Пополнив состав вермахта, эта довольно внушительная и хорошо подготовленная боевая часть проводила антипартизанские рейды в районах Бобруйска, Смоленска, Невеля и Полоцка, в ходе которых они «сжигали населенные пункты, расстреливали как партизан, так и обнаруженное в лесах население, арестовывали и частично уничтожали лиц, заподозренных в связях с партизанами»[377]. О боеспособности полка, пожалуй, лучше всего свидетельствуют выдержки из дневника генерала Шенкендорфа: «4.09.1942 г. 102-й казачий батальон с боем захватил и разрушил пять партизанских лагерей. Противник понес большие потери в живой силе, захвачено различного рода оружие и боеприпасы, а также снаряжение. В бою разбита партизанская банда, совершившая 22 августа нападение на автоколонну на дороге Витебск — Бешенковичи. 0.09.1942 г. В ходе операции „Рысь“ нами занято на восточном участке несколько покинутых партизанских лагерей. 102-й казачий батальон захватил 34 пленных и различное оружие. 22.10.1942 г. Приказ по корпусу № 123 об объявлении благодарности 600-му казачьему батальону по случаю годовщины его создания. 09.10.1942 г. Настроение казаков хорошее. Боеготовность отличная… Поведение казаков по отношению к местному населению беспощадное»[378].
По словам самого Кононова, на базе дивизиона был даже сформирован 17-й казачий танковый батальон, вошедший в подчинение 3-й танковой армии вермахта под Великими Луками в конце мая 1942 года, где и остался в качестве отдельного подразделения[379], но на сегодняшний день каких-либо документальных подтверждений существования подобного подразделения обнаружить не удалось. Вплоть до июня 1943 года дивизион Кононова играл важную роль не только в антипартизанских операциях в тылу групп армий «Центр» и «Юг» и в охране немецких коммуникаций, но и участвовал в столкновениях с регулярными частями Красной армии: с 15 мая по 20 сентября под Великими Луками и с 22 октября по 4 апреля 1943 года под Смоленском. Это казачье формирование считалось одним из самых боеспособных среди всех «восточных частей», и именно поэтому в январе 1943 года оно было удостоено особой «чести» — во время поездки по тылам группы армий «Центр» его посетил генерал-лейтенант А.А. Власов.
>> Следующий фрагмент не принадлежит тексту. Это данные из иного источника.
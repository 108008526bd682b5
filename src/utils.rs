use std::ops::{Add, Mul};

#[derive(Debug, Clone, Copy, PartialEq)]
pub struct Position {
    pub x: f32,
    pub y: f32,
}

impl Position {
    pub fn new(x: f32, y: f32) -> Self {
        Position { x, y }
    }
}

impl Default for Position {
    fn default() -> Self {
        Position { x: 0.0, y: 0.0 }
    }
}

impl Add for Position {
    type Output = Position;
    fn add(self, other: Position) -> Self::Output {
        Position {
            x: self.x + other.x,
            y: self.y + other.y,
        }
    }
}

impl Mul<f32> for Position {
    type Output = Position;
    fn mul(self, factor: f32) -> Self::Output {
        Position {
            x: self.x * factor,
            y: self.y * factor,
        }
    }
}

#[derive(Debug, Clone, Copy)]
pub struct Size {
    pub width: f32,
    pub height: f32,
}

impl Mul<f32> for Size {
    type Output = Size;

    fn mul(self, rhs: f32) -> Self::Output {
        Size {
            width: self.width * rhs,
            height: self.height * rhs,
        }
    }
}

#[derive(Debug, Clone, Copy)]
pub struct Rectangle {
    pub x: f32,
    pub y: f32,
    pub width: f32,
    pub height: f32,
}

impl Rectangle {
    pub fn new(x: f32, y: f32, width: f32, height: f32) -> Self {
        Self {
            x,
            y,
            width,
            height,
        }
    }

    pub fn contains(&self, position: Position) -> bool {
        position.x >= self.x
            && position.x <= self.x + self.width
            && position.y >= self.y
            && position.y <= self.y + self.height
    }

    pub fn pos(&self) -> Position {
        Position {
            x: self.x,
            y: self.y,
        }
    }

    pub fn size(&self) -> Size {
        Size {
            width: self.width,
            height: self.height,
        }
    }

    /// Min/max corners, the form the packed vertex record carries.
    pub fn bounds(&self) -> [f32; 4] {
        [self.x, self.y, self.x + self.width, self.y + self.height]
    }
}

/// Row-major 3x3 matrix for 2D homogeneous transforms.
#[derive(Debug, Clone, Copy, PartialEq)]
pub struct Mat3(pub [[f32; 3]; 3]);

impl Mat3 {
    pub const IDENTITY: Mat3 = Mat3([[1.0, 0.0, 0.0], [0.0, 1.0, 0.0], [0.0, 0.0, 1.0]]);

    /// Applies the transform to a point (w assumed 1, no perspective divide).
    pub fn apply(&self, p: Position) -> Position {
        let m = &self.0;
        Position {
            x: m[0][0] * p.x + m[0][1] * p.y + m[0][2],
            y: m[1][0] * p.x + m[1][1] * p.y + m[1][2],
        }
    }

    pub fn mul(&self, rhs: &Mat3) -> Mat3 {
        let a = &self.0;
        let b = &rhs.0;
        let mut out = [[0.0f32; 3]; 3];
        for (i, row) in out.iter_mut().enumerate() {
            for (j, cell) in row.iter_mut().enumerate() {
                *cell = a[i][0] * b[0][j] + a[i][1] * b[1][j] + a[i][2] * b[2][j];
            }
        }
        Mat3(out)
    }

    pub fn translation(x: f32, y: f32) -> Mat3 {
        Mat3([[1.0, 0.0, x], [0.0, 1.0, y], [0.0, 0.0, 1.0]])
    }

    /// Maps pixel coordinates (origin top-left, y down) into clip space.
    pub fn screen_projection(viewport: Size) -> Mat3 {
        Mat3([
            [2.0 / viewport.width, 0.0, -1.0],
            [0.0, -2.0 / viewport.height, 1.0],
            [0.0, 0.0, 1.0],
        ])
    }

    /// Column-major columns padded to 16 bytes, the WGSL mat3x3 uniform layout.
    pub fn to_gpu_columns(&self) -> [[f32; 4]; 3] {
        let m = &self.0;
        [
            [m[0][0], m[1][0], m[2][0], 0.0],
            [m[0][1], m[1][1], m[2][1], 0.0],
            [m[0][2], m[1][2], m[2][2], 0.0],
        ]
    }
}

/// 2D affine transform in the (a, b, c, d, tx, ty) convention:
/// `x' = a*x + c*y + tx`, `y' = b*x + d*y + ty`.
#[derive(Debug, Clone, Copy, PartialEq)]
pub struct Affine2 {
    pub a: f32,
    pub b: f32,
    pub c: f32,
    pub d: f32,
    pub tx: f32,
    pub ty: f32,
}

impl Affine2 {
    pub const IDENTITY: Affine2 = Affine2 {
        a: 1.0,
        b: 0.0,
        c: 0.0,
        d: 1.0,
        tx: 0.0,
        ty: 0.0,
    };

    pub fn apply(&self, p: Position) -> Position {
        Position {
            x: self.a * p.x + self.c * p.y + self.tx,
            y: self.b * p.x + self.d * p.y + self.ty,
        }
    }

    /// First row (a, c, tx): the x-axis coefficients of the map.
    pub fn row_x(&self) -> [f32; 3] {
        [self.a, self.c, self.tx]
    }

    /// Second row (b, d, ty): the y-axis coefficients of the map.
    pub fn row_y(&self) -> [f32; 3] {
        [self.b, self.d, self.ty]
    }
}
Несмотря на то что дивизион был на очень хорошем счету у немцев, морально-психологическое состояние некоторой части казаков или людей, называвших себя казаками, было подавленным. Опорой Кононову служили 1-й и 2-й эскадроны, считавшиеся элитными: туда попадали только тщательно проверенные бойцы. Во всех же остальных подразделениях были не только те, кто действительно ненавидел советскую власть, но и те, кто просто пытался вырваться из лагерей для военнопленных, где их ждало только одно — голодная смерть. Многие из них, попав в дивизион, начинали вести подрывную работу и склонять своих новых «товарищей по несчастью» к побегу. За многие месяцы войны казаки-коллаборационисты насмотрелись всякого. Видели они поведение немцев на оккупированных территориях, видели пытки и унижения мирного населения, да и воевать приходилось не против «бандитов и их пособников», а против таких же, как они сами, славян, только защищающих свою землю. Естественно, все это не могло не отразиться на моральном состоянии, и казаки начали переходить на сторону партизан. Так, например, 15 апреля 1943 года большая часть 3-го и 4-го эскадронов, а также артдивизиона, перебив немецких связистов и казачьих офицеров, ушла в лес к партизанам, а 18 июня 1943 года произошел и вовсе уникальный случай. В партизанский отряд Королева, действующий в Осиповическом районе Могилевской области, перешли 16 солдат (все бывшие военнопленные) и заместитель командира одного из эскадронов дивизиона Кононова — князь-эмигрант Н.М. Гагарин. При этом они захватили с собой 5 пулеметов, 16 винтовок, ротный миномет, автомат, 2 пистолета, 8 гранат и 2 тысячи патронов[380]. На первом же допросе Гагарин, приехавший воевать на Восточный фронт из Югославии в мае 1942 года и люто ненавидевший коммунизм и советское государство, объяснил свой переход тем, «что не может переживать и терпеть тех издевательств над русским народом, которые проводят немцы»[381].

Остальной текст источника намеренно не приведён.